## Task goal
In the records below, pick out all lines containing the word "bool".

## Supplied entries

******

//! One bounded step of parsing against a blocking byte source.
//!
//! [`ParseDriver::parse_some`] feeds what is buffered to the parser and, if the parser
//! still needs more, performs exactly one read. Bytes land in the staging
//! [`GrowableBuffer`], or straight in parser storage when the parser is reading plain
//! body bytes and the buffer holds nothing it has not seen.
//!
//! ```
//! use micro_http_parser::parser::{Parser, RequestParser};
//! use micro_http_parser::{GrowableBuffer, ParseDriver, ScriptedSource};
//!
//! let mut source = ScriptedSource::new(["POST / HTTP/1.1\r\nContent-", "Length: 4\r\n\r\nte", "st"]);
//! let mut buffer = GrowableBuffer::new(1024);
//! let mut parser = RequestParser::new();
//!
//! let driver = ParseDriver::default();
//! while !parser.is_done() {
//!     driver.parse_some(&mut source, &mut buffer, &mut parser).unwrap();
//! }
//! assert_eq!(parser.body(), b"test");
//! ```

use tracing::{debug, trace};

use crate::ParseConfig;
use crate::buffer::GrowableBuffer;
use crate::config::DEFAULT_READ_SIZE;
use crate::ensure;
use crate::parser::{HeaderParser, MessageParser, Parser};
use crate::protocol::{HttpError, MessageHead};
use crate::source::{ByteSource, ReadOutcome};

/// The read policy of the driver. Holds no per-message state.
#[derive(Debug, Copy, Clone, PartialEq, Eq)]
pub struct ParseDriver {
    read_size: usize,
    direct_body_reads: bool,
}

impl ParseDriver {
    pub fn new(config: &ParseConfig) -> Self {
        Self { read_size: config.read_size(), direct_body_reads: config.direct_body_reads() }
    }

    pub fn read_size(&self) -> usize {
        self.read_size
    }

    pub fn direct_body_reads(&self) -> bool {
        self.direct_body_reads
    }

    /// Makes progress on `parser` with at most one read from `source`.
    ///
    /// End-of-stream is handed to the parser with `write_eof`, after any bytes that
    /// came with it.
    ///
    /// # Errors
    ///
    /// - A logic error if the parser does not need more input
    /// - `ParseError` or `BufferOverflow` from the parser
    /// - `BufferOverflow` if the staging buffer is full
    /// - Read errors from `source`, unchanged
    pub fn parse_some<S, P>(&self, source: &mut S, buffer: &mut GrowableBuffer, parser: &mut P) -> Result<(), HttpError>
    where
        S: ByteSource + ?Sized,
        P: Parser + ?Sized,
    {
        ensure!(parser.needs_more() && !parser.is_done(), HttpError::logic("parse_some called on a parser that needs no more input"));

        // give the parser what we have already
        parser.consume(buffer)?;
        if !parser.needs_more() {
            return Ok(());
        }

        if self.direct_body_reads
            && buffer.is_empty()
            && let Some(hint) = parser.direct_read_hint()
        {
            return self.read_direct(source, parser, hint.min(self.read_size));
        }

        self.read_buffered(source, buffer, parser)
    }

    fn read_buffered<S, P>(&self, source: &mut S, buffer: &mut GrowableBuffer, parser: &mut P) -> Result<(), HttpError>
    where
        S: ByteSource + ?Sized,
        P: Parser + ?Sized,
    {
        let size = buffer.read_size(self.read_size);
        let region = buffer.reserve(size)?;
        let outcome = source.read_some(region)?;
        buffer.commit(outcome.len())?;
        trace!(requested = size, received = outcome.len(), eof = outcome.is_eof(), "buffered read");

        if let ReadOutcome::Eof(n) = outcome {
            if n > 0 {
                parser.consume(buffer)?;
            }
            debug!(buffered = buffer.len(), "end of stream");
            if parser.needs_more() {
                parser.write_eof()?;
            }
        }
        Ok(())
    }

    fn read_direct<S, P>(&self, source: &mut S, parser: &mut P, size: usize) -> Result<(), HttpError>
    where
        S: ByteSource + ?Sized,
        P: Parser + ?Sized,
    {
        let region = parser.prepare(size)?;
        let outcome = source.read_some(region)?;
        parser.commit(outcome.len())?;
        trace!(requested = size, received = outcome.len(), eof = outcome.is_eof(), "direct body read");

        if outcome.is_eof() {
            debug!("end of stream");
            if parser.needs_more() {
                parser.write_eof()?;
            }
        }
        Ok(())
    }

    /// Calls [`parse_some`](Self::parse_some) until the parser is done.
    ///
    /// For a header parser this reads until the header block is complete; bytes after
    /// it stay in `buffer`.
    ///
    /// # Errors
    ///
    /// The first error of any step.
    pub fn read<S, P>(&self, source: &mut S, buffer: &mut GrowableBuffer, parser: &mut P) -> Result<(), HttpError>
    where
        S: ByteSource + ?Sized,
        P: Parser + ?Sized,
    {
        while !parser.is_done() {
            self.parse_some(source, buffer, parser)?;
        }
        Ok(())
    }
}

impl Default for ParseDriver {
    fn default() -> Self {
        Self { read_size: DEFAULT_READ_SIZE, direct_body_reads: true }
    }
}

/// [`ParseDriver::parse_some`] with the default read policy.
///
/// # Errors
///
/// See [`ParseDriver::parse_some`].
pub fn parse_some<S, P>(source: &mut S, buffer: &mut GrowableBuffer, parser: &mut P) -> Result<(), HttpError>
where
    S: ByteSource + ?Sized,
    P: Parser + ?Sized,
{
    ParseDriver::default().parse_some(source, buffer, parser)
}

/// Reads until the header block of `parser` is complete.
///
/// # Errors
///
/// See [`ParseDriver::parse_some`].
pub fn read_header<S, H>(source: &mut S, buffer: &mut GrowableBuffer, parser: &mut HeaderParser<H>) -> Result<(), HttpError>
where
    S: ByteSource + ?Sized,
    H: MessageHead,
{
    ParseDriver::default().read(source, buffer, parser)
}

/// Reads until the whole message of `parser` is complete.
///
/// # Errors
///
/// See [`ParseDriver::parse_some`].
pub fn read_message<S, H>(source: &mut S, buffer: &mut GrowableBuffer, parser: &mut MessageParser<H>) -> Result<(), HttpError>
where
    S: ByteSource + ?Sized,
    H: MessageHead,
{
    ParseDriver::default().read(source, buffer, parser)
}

******

## Solution below
    direct_body_reads: bool,
    pub fn direct_body_reads(&self) -> bool {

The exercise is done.